The government’s decision is a reflection of the frosty nature of bilateral ties since the standoff following the February 14 suicide attack at Pulwama by the Pakistan-based Jaish-e-Mohammed that killed 40 Indian troops.
The external affairs ministry said the VVIP flight will use a longer route to Bishkek through the airspace of Oman, Iran and Central Asian states.
Indian conducted an air strike on a JeM facility on February 26 and this was followed by an engagement by combat jets near the LoC the following day. Both sides closed their airspace because of the tensions, though Pakistan granted permission for former external affairs Sushma Swaraj to fly to the Kyrgyzstan capital of Bishkek for the SCO foreign ministers’ meeting in May.

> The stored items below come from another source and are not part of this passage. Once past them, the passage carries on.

//! Predicate scans, boolean masks and index-based gather/scatter.
//!
//! All scans walk elements in row-major order. Results of `where_`, `mask`
//! and `take` are fresh one-dimensional arrays without attributes.

use crate::array::NdArray;
use crate::array::elementwise::check_same_shape;
use crate::config::ArrayConfig;
use crate::element::Element;
use crate::error::{ArrayError, Result};

impl<T: Element> NdArray<T> {
    /// Elements satisfying `pred`, in row-major order.
    ///
    /// # Example
    ///
    /// ```
    /// use ndengine::{NdArray, nested};
    ///
    /// let a = NdArray::from_nested(nested![[1, 2], [3, 4]]).unwrap();
    /// assert_eq!(a.where_(|&x| x > 1).unwrap().to_flat_vec(), vec![2, 3, 4]);
    /// ```
    pub fn where_<P>(&self, pred: P) -> Result<Self>
    where
        P: Fn(&T) -> bool,
    {
        let data: Vec<T> = self.iter().filter(|v| pred(v)).collect();
        let len = data.len();
        self.fresh_values(&[len], data)
    }

    /// Flat offsets of elements satisfying `pred`.
    pub fn where_indices<P>(&self, pred: P) -> Vec<usize>
    where
        P: Fn(&T) -> bool,
    {
        self.iter()
            .enumerate()
            .filter_map(|(flat, v)| pred(&v).then_some(flat))
            .collect()
    }

    /// Number of elements satisfying `pred`.
    pub fn count_where<P>(&self, pred: P) -> usize
    where
        P: Fn(&T) -> bool,
    {
        self.iter().filter(|v| pred(v)).count()
    }

    /// Whether any element satisfies `pred`; stops at the first match.
    pub fn any<P>(&self, pred: P) -> bool
    where
        P: Fn(&T) -> bool,
    {
        self.iter().any(|v| pred(&v))
    }

    /// Whether every element satisfies `pred`; stops at the first failure.
    pub fn all<P>(&self, pred: P) -> bool
    where
        P: Fn(&T) -> bool,
    {
        self.iter().all(|v| pred(&v))
    }

    /// Indices and value of the first element satisfying `pred`.
    ///
    /// # Example
    ///
    /// ```
    /// use ndengine::NdArray;
    ///
    /// let a = NdArray::from_flat(vec![5, 1, 7, 1], &[2, 2]).unwrap();
    /// assert_eq!(a.find_first(|&x| x == 1), Some((vec![0, 1], 1)));
    /// assert_eq!(a.find_last(|&x| x == 1), Some((vec![1, 1], 1)));
    /// assert_eq!(a.find_first(|&x| x > 10), None);
    /// ```
    pub fn find_first<P>(&self, pred: P) -> Option<(Vec<usize>, T)>
    where
        P: Fn(&T) -> bool,
    {
        self.indexed_iter().find(|(_, v)| pred(v))
    }

    /// Indices and value of the last element satisfying `pred`.
    ///
    /// Scans backwards and stops at its first hit.
    pub fn find_last<P>(&self, pred: P) -> Option<(Vec<usize>, T)>
    where
        P: Fn(&T) -> bool,
    {
        let (flat, value) = self.iter().enumerate().rev().find(|(_, v)| pred(v))?;
        let indices = self.shape().from_flat_index(flat).ok()?;
        Some((indices, value))
    }

    /// Elements where `mask` is `true`, in row-major order.
    ///
    /// # Errors
    ///
    /// Returns [`ArrayError::ShapeMismatch`] unless `mask` has this array's shape.
    pub fn mask(&self, mask: &NdArray<bool>) -> Result<Self> {
        check_same_shape(self, mask)?;
        let data: Vec<T> = self
            .iter()
            .zip(mask.iter())
            .filter_map(|(v, keep)| keep.then_some(v))
            .collect();
        let len = data.len();
        self.fresh_values(&[len], data)
    }

    /// Boolean array of `pred` applied to each element.
    pub fn compare<P>(&self, pred: P) -> Result<NdArray<bool>>
    where
        P: Fn(&T) -> bool,
    {
        let data: Vec<bool> = self.iter().map(|v| pred(&v)).collect();
        NdArray::from_flat_with_config(data, self.dims(), ArrayConfig::default())
    }

    /// Elements at the given flat offsets, as a one-dimensional array.
    ///
    /// # Errors
    ///
    /// Returns [`ArrayError::FlatIndexOutOfRange`] for any offset past the end.
    pub fn take(&self, flat_indices: &[usize]) -> Result<Self> {
        let data = flat_indices
            .iter()
            .map(|&i| self.get_flat(i))
            .collect::<Result<Vec<T>>>()?;
        self.fresh_values(&[data.len()], data)
    }

    /// Write `values[k]` at flat offset `flat_indices[k]`.
    ///
    /// Every offset is validated before the first write, so an error leaves
    /// the array unchanged.
    ///
    /// # Errors
    ///
    /// - [`ArrayError::LengthMismatch`] if the two slices differ in length
    /// - [`ArrayError::FlatIndexOutOfRange`] for any offset past the end
    ///
    /// # Example
    ///
    /// ```
    /// use ndengine::NdArray;
    ///
    /// let mut a = NdArray::from_vec(vec![0, 0, 0, 0]).unwrap();
    /// assert!(a.put(&[1, 9], &[5, 6]).is_err());
    /// assert_eq!(a.to_flat_vec(), vec![0, 0, 0, 0]);
    ///
    /// a.put(&[1, 3], &[5, 6]).unwrap();
    /// assert_eq!(a.to_flat_vec(), vec![0, 5, 0, 6]);
    /// ```
    pub fn put(&mut self, flat_indices: &[usize], values: &[T]) -> Result<()> {
        check_lengths(flat_indices.len(), values.len())?;
        let size = self.size();
        if let Some(&index) = flat_indices.iter().find(|&&i| i >= size) {
            return Err(ArrayError::FlatIndexOutOfRange { index, size });
        }
        for (&flat, value) in flat_indices.iter().zip(values) {
            self.backend.set_flat(flat, value.clone())?;
        }
        Ok(())
    }

    /// Write `values[k]` at multi-index `indices[k]`; validated like [`put`](Self::put).
    pub fn put_at(&mut self, indices: &[Vec<usize>], values: &[T]) -> Result<()> {
        check_lengths(indices.len(), values.len())?;
        let flat = indices
            .iter()
            .map(|ix| self.shape().to_flat_index(ix))
            .collect::<Result<Vec<usize>>>()?;
        for (flat, value) in flat.into_iter().zip(values) {
            self.backend.set_flat(flat, value.clone())?;
        }
        Ok(())
    }
}

fn check_lengths(indices: usize, values: usize) -> Result<()> {
    if indices != values {
        return Err(ArrayError::LengthMismatch {
            expected: indices,
            actual: values,
        });
    }
    Ok(())
}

Though New Delhi had sought and received permission from Islamabad to use Pakistani airspace for Modi’s VVIP flight for the SCO Summit to be held in Bishkek during June 13-14, a decision was made by the Indian government to use an alternative route, the people cited above said.
Without naming Pakistan, external affairs ministry spokesperson Raveesh Kumar said: “The government of India had explored two options for the route to be taken by the VVIP aircraft to Bishkek. A decision has now been taken that the VVIP aircraft will fly via Oman, Iran and Central Asian countries on the way to Bishkek.”

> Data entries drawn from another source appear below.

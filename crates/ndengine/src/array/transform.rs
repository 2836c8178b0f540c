//! Axis transforms: transposition, reshaping helpers and concatenation.

use std::borrow::Borrow;

use crate::array::NdArray;
use crate::element::Element;
use crate::error::{ArrayError, Result};
use crate::strides::{cartesian_to_linear, increment_indices};

impl<T: Element> NdArray<T> {
    /// Permute axes: axis `i` of the result is axis `perm[i]` of `self`.
    ///
    /// # Errors
    ///
    /// Returns [`ArrayError::InvalidPermutation`] unless `perm` is a
    /// permutation of `0..ndim`.
    ///
    /// # Example
    ///
    /// ```
    /// use ndengine::NdArray;
    ///
    /// let a = NdArray::from_flat((0..24).collect(), &[2, 3, 4]).unwrap();
    /// let b = a.transpose(&[2, 0, 1]).unwrap();
    /// assert_eq!(b.dims(), &[4, 2, 3]);
    /// assert_eq!(a.get(&[1, 2, 3]).unwrap(), b.get(&[3, 1, 2]).unwrap());
    /// ```
    pub fn transpose(&self, perm: &[usize]) -> Result<Self> {
        validate_permutation(perm, self.ndim())?;

        let src_dims = self.dims();
        let src_strides = self.shape().strides();
        let out_dims: Vec<usize> = perm.iter().map(|&p| src_dims[p]).collect();
        // Source stride for each output axis.
        let strides: Vec<usize> = perm.iter().map(|&p| src_strides[p]).collect();

        let src = self.flat_data(false);
        let mut data = Vec::with_capacity(self.size());
        if self.size() > 0 {
            let mut out_idx = vec![0usize; out_dims.len()];
            loop {
                data.push(src[cartesian_to_linear(&out_idx, &strides)].clone());
                if !increment_indices(&mut out_idx, &out_dims) {
                    break;
                }
            }
        }
        self.derive_values(&out_dims, data)
    }

    /// Reverse the axis order.
    pub fn t(&self) -> Result<Self> {
        let perm: Vec<usize> = (0..self.ndim()).rev().collect();
        self.transpose(&perm)
    }

    /// One-dimensional view of all elements.
    pub fn flatten(&self) -> Result<Self> {
        self.reshape(&[self.size()])
    }

    /// Drop every axis of length 1.
    pub fn squeeze(&self) -> Result<Self> {
        let dims: Vec<usize> = self.dims().iter().copied().filter(|&d| d != 1).collect();
        self.reshape(&dims)
    }

    /// Insert a length-1 axis at position `axis` (`0..=ndim`).
    ///
    /// # Errors
    ///
    /// Returns [`ArrayError::InvalidAxis`] if `axis > ndim`.
    pub fn expand_dims(&self, axis: usize) -> Result<Self> {
        if axis > self.ndim() {
            return Err(ArrayError::InvalidAxis {
                axis,
                ndim: self.ndim(),
            });
        }
        let mut dims = self.dims().to_vec();
        dims.insert(axis, 1);
        self.reshape(&dims)
    }
}

/// Join arrays along `axis`.
///
/// All inputs must share every dimension except `axis`. The result is built
/// through the first array's configuration and carries no attributes.
///
/// # Errors
///
/// - [`ArrayError::InvalidArgument`] for an empty input list
/// - [`ArrayError::InvalidAxis`] if `axis` is outside the first array's rank
/// - [`ArrayError::ShapeMismatch`] if the other dimensions disagree
///
/// # Example
///
/// ```
/// use ndengine::{NdArray, concatenate};
///
/// let a = NdArray::from_flat(vec![1, 2, 3, 4], &[2, 2]).unwrap();
/// let b = NdArray::from_flat(vec![5, 6], &[1, 2]).unwrap();
/// let c = concatenate(&[&a, &b], 0).unwrap();
/// assert_eq!(c.dims(), &[3, 2]);
/// assert_eq!(c.to_flat_vec(), vec![1, 2, 3, 4, 5, 6]);
/// ```
pub fn concatenate<T, A>(arrays: &[A], axis: usize) -> Result<NdArray<T>>
where
    T: Element,
    A: Borrow<NdArray<T>>,
{
    let first: &NdArray<T> = arrays
        .first()
        .ok_or_else(|| ArrayError::invalid_argument("nothing to concatenate"))?
        .borrow();
    let ndim = first.ndim();
    if axis >= ndim {
        return Err(ArrayError::InvalidAxis { axis, ndim });
    }

    // Start offset of each input along `axis`.
    let mut offsets = Vec::with_capacity(arrays.len());
    let mut total = 0usize;
    for array in arrays {
        let array: &NdArray<T> = array.borrow();
        let compatible = array.ndim() == ndim
            && array
                .dims()
                .iter()
                .zip(first.dims())
                .enumerate()
                .all(|(i, (a, b))| i == axis || a == b);
        if !compatible {
            let mut expected = first.dims().to_vec();
            if let Some(&len) = array.dims().get(axis) {
                expected[axis] = len;
            }
            return Err(ArrayError::ShapeMismatch {
                expected,
                actual: array.dims().to_vec(),
            });
        }
        offsets.push(total);
        total += array.dims()[axis];
    }

    let out_shape = first.shape().with_axis(axis, total)?;
    let out_dims = out_shape.dims();
    let mut data = Vec::with_capacity(out_shape.size());
    if out_shape.size() > 0 {
        let mut index = vec![0usize; ndim];
        let mut local = vec![0usize; ndim];
        loop {
            let source = offsets.partition_point(|&start| start <= index[axis]) - 1;
            local.copy_from_slice(&index);
            local[axis] -= offsets[source];
            let array: &NdArray<T> = arrays[source].borrow();
            data.push(array.get(&local)?);
            if !increment_indices(&mut index, out_dims) {
                break;
            }
        }
    }
    first.fresh_values(out_dims, data)
}

fn validate_permutation(perm: &[usize], ndim: usize) -> Result<()> {
    let invalid = || ArrayError::InvalidPermutation {
        perm: perm.to_vec(),
        ndim,
    };
    if perm.len() != ndim {
        return Err(invalid());
    }
    let mut seen = vec![false; ndim];
    for &p in perm {
        if p >= ndim || seen[p] {
            return Err(invalid());
        }
        seen[p] = true;
    }
    Ok(())
}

Pakistani officials, who declined to be named, confirmed that permission for overflight had been granted for the Indian VVIP flight. “There was a request and it was cleared. It appears domestic issues were behind this decision,” said an official on condition of anonymity.

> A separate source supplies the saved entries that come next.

//! Chunked storage backend.

use std::borrow::Cow;
use std::mem::size_of;

use crate::element::Element;
use crate::error::{ArrayError, Result};
use crate::shape::Shape;
use crate::slice::ResolvedSlice;
use crate::storage::{BackendKind, StorageBackend, gather};

/// Default number of elements per block.
pub const DEFAULT_BLOCK_LEN: usize = 64 * 1024;

/// Chunked storage - row-major data split into fixed-length blocks.
///
/// Avoids a single huge allocation for very large arrays. Every block except
/// the last holds exactly `block_len` elements.
#[derive(Debug, Clone, PartialEq)]
pub struct ChunkedBackend<T: Element> {
    shape: Shape,
    block_len: usize,
    blocks: Vec<Vec<T>>,
}

impl<T: Element> ChunkedBackend<T> {
    /// Split row-major `data` into blocks of `block_len` elements.
    ///
    /// # Errors
    ///
    /// - [`ArrayError::LengthMismatch`] if `data.len() != shape.size()`
    /// - [`ArrayError::InvalidArgument`] if `block_len == 0`
    pub fn from_vec(shape: Shape, data: Vec<T>, block_len: usize) -> Result<Self> {
        if block_len == 0 {
            return Err(ArrayError::invalid_argument("block length must be positive"));
        }
        if data.len() != shape.size() {
            return Err(ArrayError::LengthMismatch {
                expected: shape.size(),
                actual: data.len(),
            });
        }
        let blocks = data.chunks(block_len).map(<[T]>::to_vec).collect();
        Ok(Self {
            shape,
            block_len,
            blocks,
        })
    }

    /// Chunked storage filled with `value`.
    pub fn filled(shape: Shape, value: T, block_len: usize) -> Result<Self> {
        if block_len == 0 {
            return Err(ArrayError::invalid_argument("block length must be positive"));
        }
        let size = shape.size();
        let blocks = (0..size.div_ceil(block_len))
            .map(|b| vec![value.clone(); block_len.min(size - b * block_len)])
            .collect();
        Ok(Self {
            shape,
            block_len,
            blocks,
        })
    }

    /// Elements per block.
    pub fn block_len(&self) -> usize {
        self.block_len
    }

    /// Number of allocated blocks.
    pub fn num_blocks(&self) -> usize {
        self.blocks.len()
    }

    fn locate(&self, flat: usize) -> Result<(usize, usize)> {
        let size = self.shape.size();
        if flat >= size {
            return Err(ArrayError::FlatIndexOutOfRange { index: flat, size });
        }
        Ok((flat / self.block_len, flat % self.block_len))
    }
}

impl<T: Element> StorageBackend<T> for ChunkedBackend<T> {
    fn kind(&self) -> BackendKind {
        BackendKind::Chunked
    }

    fn shape(&self) -> &Shape {
        &self.shape
    }

    fn get_flat(&self, flat: usize) -> Result<T> {
        let (block, offset) = self.locate(flat)?;
        Ok(self.blocks[block][offset].clone())
    }

    fn set_flat(&mut self, flat: usize, value: T) -> Result<()> {
        let (block, offset) = self.locate(flat)?;
        self.blocks[block][offset] = value;
        Ok(())
    }

    fn flat_data(&self, _copy: bool) -> Cow<'_, [T]> {
        Cow::Owned(self.blocks.concat())
    }

    fn slice(&self, resolved: &[ResolvedSlice]) -> Result<Box<dyn StorageBackend<T>>> {
        let (shape, values) = gather(&self.shape, resolved, |i| self.get_flat(i))?;
        Ok(Box::new(ChunkedBackend::from_vec(
            shape,
            values,
            self.block_len,
        )?))
    }

    fn clone_box(&self) -> Box<dyn StorageBackend<T>> {
        Box::new(self.clone())
    }

    fn memory_usage(&self) -> usize {
        self.shape.size() * size_of::<T>() + self.blocks.len() * size_of::<Vec<T>>()
    }
}

#[cfg(test)]
mod tests {
    use super::*;
    use crate::slice::{SliceSpec, resolve_all};

    #[test]
    fn test_blocks_split() {
        let c = ChunkedBackend::from_vec(Shape::new(&[10]), (0..10).collect(), 4).unwrap();
        assert_eq!(c.num_blocks(), 3);
        assert_eq!(c.get_flat(9).unwrap(), 9);
        assert_eq!(c.flat_data(false).as_ref(), (0..10).collect::<Vec<_>>().as_slice());
    }

    #[test]
    fn test_filled_last_block_shorter() {
        let c = ChunkedBackend::filled(Shape::new(&[2, 5]), 1.5, 4).unwrap();
        assert_eq!(c.num_blocks(), 3);
        assert_eq!(c.flat_data(false).len(), 10);
    }

    #[test]
    fn test_set_across_blocks() {
        let mut c = ChunkedBackend::filled(Shape::new(&[3, 3]), 0, 2).unwrap();
        c.set(&[2, 1], 7).unwrap();
        assert_eq!(c.get_flat(7).unwrap(), 7);
        assert!(c.set_flat(9, 1).is_err());
    }

    #[test]
    fn test_slice_matches_direct_indexing() {
        let c = ChunkedBackend::from_vec(Shape::new(&[4, 4]), (0..16).collect(), 3).unwrap();
        let resolved = resolve_all(&[SliceSpec::stepped(0, 4, 2), SliceSpec::Single(3)], c.shape())
            .unwrap();
        let s = c.slice(&resolved).unwrap();
        assert_eq!(s.kind(), BackendKind::Chunked);
        assert_eq!(s.flat_data(false).as_ref(), &[3, 11]);
    }

    #[test]
    fn test_zero_block_len_rejected() {
        assert!(ChunkedBackend::<i32>::filled(Shape::new(&[2]), 0, 0).is_err());
    }
}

The people cited above said the Indian decision was also an indicator that there was no plan for a structured meeting between Modi and his Pakistani counterpart Imran Khan on the margins of the SCO Summit. A chance encounter between the two leaders is possible though too much shouldn’t be read into this, they said.
Travellers from India, Afghanistan and Central Asian countries have been facing problems, including higher air fares and flights of up to 12 hours with a stopover, because of the closure of Pakistani airspace. Indian removed all restrictions imposed on its airspace on May 31.